StellarNet was recently working with scientists from the University of Georgia, who had created a spin-off company that was trying to measure, non-destructively, the amount of soluble solids in an onion by shining a white light through it.

He says: ‘They sorted out the onions with a higher percentage and sent the rest to market. The next year they replanted their fields with the sorted onions and each year they will get millions of dollars more for their onions because they are paid by weight. The instrument sold for $35k.’

StellarNet has produced a wide range of spectrometers and has started adding other accessories, such as light sources. Pierce found that it was difficult to find a light source that was reliable and long lasting and he had to spend a lot of time supporting instruments where the light source was at fault. So he designed his own and started supplying a full turnkey instrument. He has also made reinforced cables that meet the same rugged standard as the instruments. Another accessory is a multiplexer for the InGaAs detectors. There are very expensive, so he designed a system that can look at four different locations using a single detector.

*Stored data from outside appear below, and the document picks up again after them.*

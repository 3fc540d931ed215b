//! Pipeline agents
//!
//! Each agent is a stateless role that reads the [`TranslationContext`],
//! makes exactly one generation call and returns an [`AgentResult`]. Agents
//! never mutate the context and never return `Err` or panic on a failed
//! call: failures travel inside the result and the orchestrator decides what
//! to do with them.
//!
//! | Agent | Reads | Produces |
//! |-------|-------|----------|
//! | [`AnalyzerAgent`] | source, target language | [`AnalysisResult`] |
//! | [`TranslatorAgent`] | source, analysis, latest review, suggestions | translation text |
//! | [`ReviewerAgent`] | source, translation, analysis | [`ReviewResult`] |
//! | [`OptimizerAgent`] | source, translation, latest review | [`OptimizationSuggestions`] |

mod analyzer;
mod optimizer;
mod reviewer;
mod translator;

pub use analyzer::AnalyzerAgent;
pub use optimizer::OptimizerAgent;
pub use reviewer::ReviewerAgent;
pub use translator::TranslatorAgent;

use crate::ports::text_generator::{GenerationError, TextGenerator};
use async_trait::async_trait;
use std::future::Future;
use std::sync::Arc;
use std::time::{Duration, Instant};
use thiserror::Error;
use transcrew_domain::{
    AgentRole, AnalysisResult, DomainError, OptimizationSuggestions, ReviewResult,
    ScoreEvaluator, TranslationContext,
};

/// Why an agent invocation failed
#[derive(Error, Debug, Clone, PartialEq, Eq)]
pub enum AgentError {
    #[error("Generation failed: {0}")]
    Generation(#[from] GenerationError),

    #[error("Malformed response: {0}")]
    MalformedResponse(String),

    #[error("Validation failed: {0}")]
    Validation(DomainError),

    #[error("Contract violation: {0}")]
    ContractViolation(String),
}

impl From<DomainError> for AgentError {
    fn from(error: DomainError) -> Self {
        match error {
            DomainError::MalformedResponse(message) => AgentError::MalformedResponse(message),
            DomainError::ContractViolation(message) => AgentError::ContractViolation(message),
            other => AgentError::Validation(other),
        }
    }
}

/// What a successful invocation produced
#[derive(Debug, Clone, PartialEq)]
pub enum AgentPayload {
    Analysis(AnalysisResult),
    Translation(String),
    Review(ReviewResult),
    Suggestions(OptimizationSuggestions),
}

impl AgentPayload {
    pub fn kind(&self) -> &str {
        match self {
            AgentPayload::Analysis(_) => "analysis",
            AgentPayload::Translation(_) => "translation",
            AgentPayload::Review(_) => "review",
            AgentPayload::Suggestions(_) => "suggestions",
        }
    }
}

/// Envelope returned by every agent invocation
#[derive(Debug, Clone)]
pub struct AgentResult {
    pub role: AgentRole,
    pub success: bool,
    pub payload: Option<AgentPayload>,
    pub error: Option<AgentError>,
    pub elapsed: Duration,
}

impl AgentResult {
    pub fn success(role: AgentRole, payload: AgentPayload, elapsed: Duration) -> Self {
        Self {
            role,
            success: true,
            payload: Some(payload),
            error: None,
            elapsed,
        }
    }

    pub fn failure(role: AgentRole, error: AgentError, elapsed: Duration) -> Self {
        Self {
            role,
            success: false,
            payload: None,
            error: Some(error),
            elapsed,
        }
    }

    /// Split the envelope into the payload or the error
    pub fn into_payload(self) -> Result<AgentPayload, AgentError> {
        match (self.payload, self.error) {
            (Some(payload), None) if self.success => Ok(payload),
            (_, Some(error)) => Err(error),
            _ => Err(AgentError::ContractViolation(format!(
                "{} returned an empty result",
                self.role
            ))),
        }
    }
}

/// A pipeline role
#[async_trait]
pub trait Agent: Send + Sync {
    fn role(&self) -> AgentRole;

    /// Run the role against the current context. Never fails outside the
    /// returned result.
    async fn invoke(&self, ctx: &TranslationContext) -> AgentResult;
}

/// Time `work` and wrap its outcome in an [`AgentResult`]
pub(crate) async fn timed<F>(role: AgentRole, work: F) -> AgentResult
where
    F: Future<Output = Result<AgentPayload, AgentError>>,
{
    let started = Instant::now();
    match work.await {
        Ok(payload) => AgentResult::success(role, payload, started.elapsed()),
        Err(error) => AgentResult::failure(role, error, started.elapsed()),
    }
}

/// The four agents the orchestrator dispatches to
#[derive(Clone)]
pub struct AgentRoster {
    analyzer: Arc<dyn Agent>,
    translator: Arc<dyn Agent>,
    reviewer: Arc<dyn Agent>,
    optimizer: Arc<dyn Agent>,
}

impl AgentRoster {
    pub fn new(
        analyzer: Arc<dyn Agent>,
        translator: Arc<dyn Agent>,
        reviewer: Arc<dyn Agent>,
        optimizer: Arc<dyn Agent>,
    ) -> Self {
        Self {
            analyzer,
            translator,
            reviewer,
            optimizer,
        }
    }

    /// The standard agents, all backed by one generator
    pub fn standard(generator: Arc<dyn TextGenerator>, evaluator: ScoreEvaluator) -> Self {
        Self::new(
            Arc::new(AnalyzerAgent::new(Arc::clone(&generator))),
            Arc::new(TranslatorAgent::new(Arc::clone(&generator))),
            Arc::new(ReviewerAgent::new(Arc::clone(&generator), evaluator)),
            Arc::new(OptimizerAgent::new(generator)),
        )
    }

    pub fn get(&self, role: AgentRole) -> &dyn Agent {
        match role {
            AgentRole::Analyzer => self.analyzer.as_ref(),
            AgentRole::Translator => self.translator.as_ref(),
            AgentRole::Reviewer => self.reviewer.as_ref(),
            AgentRole::Optimizer => self.optimizer.as_ref(),
        }
    }
}

impl std::fmt::Debug for AgentRoster {
    fn fmt(&self, f: &mut std::fmt::Formatter<'_>) -> std::fmt::Result {
        f.debug_struct("AgentRoster")
            .field("analyzer", &self.analyzer.role())
            .field("translator", &self.translator.role())
            .field("reviewer", &self.reviewer.role())
            .field("optimizer", &self.optimizer.role())
            .finish()
    }
}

Pierce says he does not need to know what customers are going to do with the device if they prefer not to tell. He needs to know what type of measurement they want to make and what kind of sample, and from that he can configure the component to do what they want. He finds that if something goes wrong it is usually ‘cockpit error’.

StellarNet is a lean company, with only about a dozen people at its main office. Pierce likes to keep the core staff small, because it helps keep communications simple. He tries to make sure that once an instrument is shipped, it stays shipped and believes that if you get it right to begin with you don’t get the support calls. He finds that it takes about nine months to train new people. He also wants to hang on to his dealer network, because he has found it takes several years to train them. His staff don’t just do sales; everything is made in-house and, like the crew of a submarine, all the staff can do almost any job. His hobby is undersea exploration – which may be where he got the idea from. He has tried getting boards built by another company, but found that so many boards failed and had to be rectified that it was easier and more reliable to build in-house.

Turnover has reached about $3m this year and has consistently grown. His target is to hit $10m in the next few years and he has started increasing the marketing activity by attending more trade shows. He often finds he sells as many instruments to other exhibitors at trade shows as he does to delegates.

He also wants to increase turnover by moving up the food chain. He says: ‘We are coming up with a bigger solution that you can charge more money for. We are going to build some application-specific configurations that are an all-in-one solution. We are looking at systems for food, analytical systems and so on. We will need to go into the journals for those specific markets. We find that we can sell something for $25k, but if we add into it some specific database information so that it’s useful in a specific vertical market, then we can sell the same piece of equipment for $75k. It’s only software and databases. It is competing with other systems that do the same thing but cost many times more. Customers are ony interested in results.

‘This has been in the game plan all along; it just requires the collection of possible product types to build because there are so many.’